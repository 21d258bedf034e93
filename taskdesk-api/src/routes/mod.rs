/// API route handlers
///
/// - `auth`: registration, login, profile and admin user management
/// - `tasks`: owner-scoped task CRUD

use axum::{extract::OriginalUri, http::Method};

use crate::error::ApiError;

pub mod auth;
pub mod tasks;

/// Fallback for unmatched routes
pub async fn route_not_found(OriginalUri(uri): OriginalUri) -> ApiError {
    ApiError::NotFound(format!("Route not found - {}", uri))
}

/// Fallback for known paths hit with an unsupported method
pub async fn method_not_allowed(method: Method, OriginalUri(uri): OriginalUri) -> ApiError {
    ApiError::MethodNotAllowed(format!("Method {} not allowed on {}", method, uri))
}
——
▶ Try it
Taking the entries above, please repeat each one exactly.

▶ Task response
repository 21d258bedf034e93
filename taskdesk-api/src/routes/mod.rs
/// API route handlers
///
/// - `auth`: registration, login, profile and admin user management
/// - `tasks`: owner-scoped task CRUD

use axum::{extract::OriginalUri, http::Method};

use crate::error::ApiError;

pub mod auth;
pub mod tasks;

/// Fallback for unmatched routes
pub async fn route_not_found(OriginalUri(uri): OriginalUri) -> ApiError {
    ApiError::NotFound(format!("Route not found - {}", uri))
}

/// Fallback for known paths hit with an unsupported method
pub async fn method_not_allowed(method: Method, OriginalUri(uri): OriginalUri) -> ApiError {
    ApiError::MethodNotAllowed(format!("Method {} not allowed on {}", method, uri))
}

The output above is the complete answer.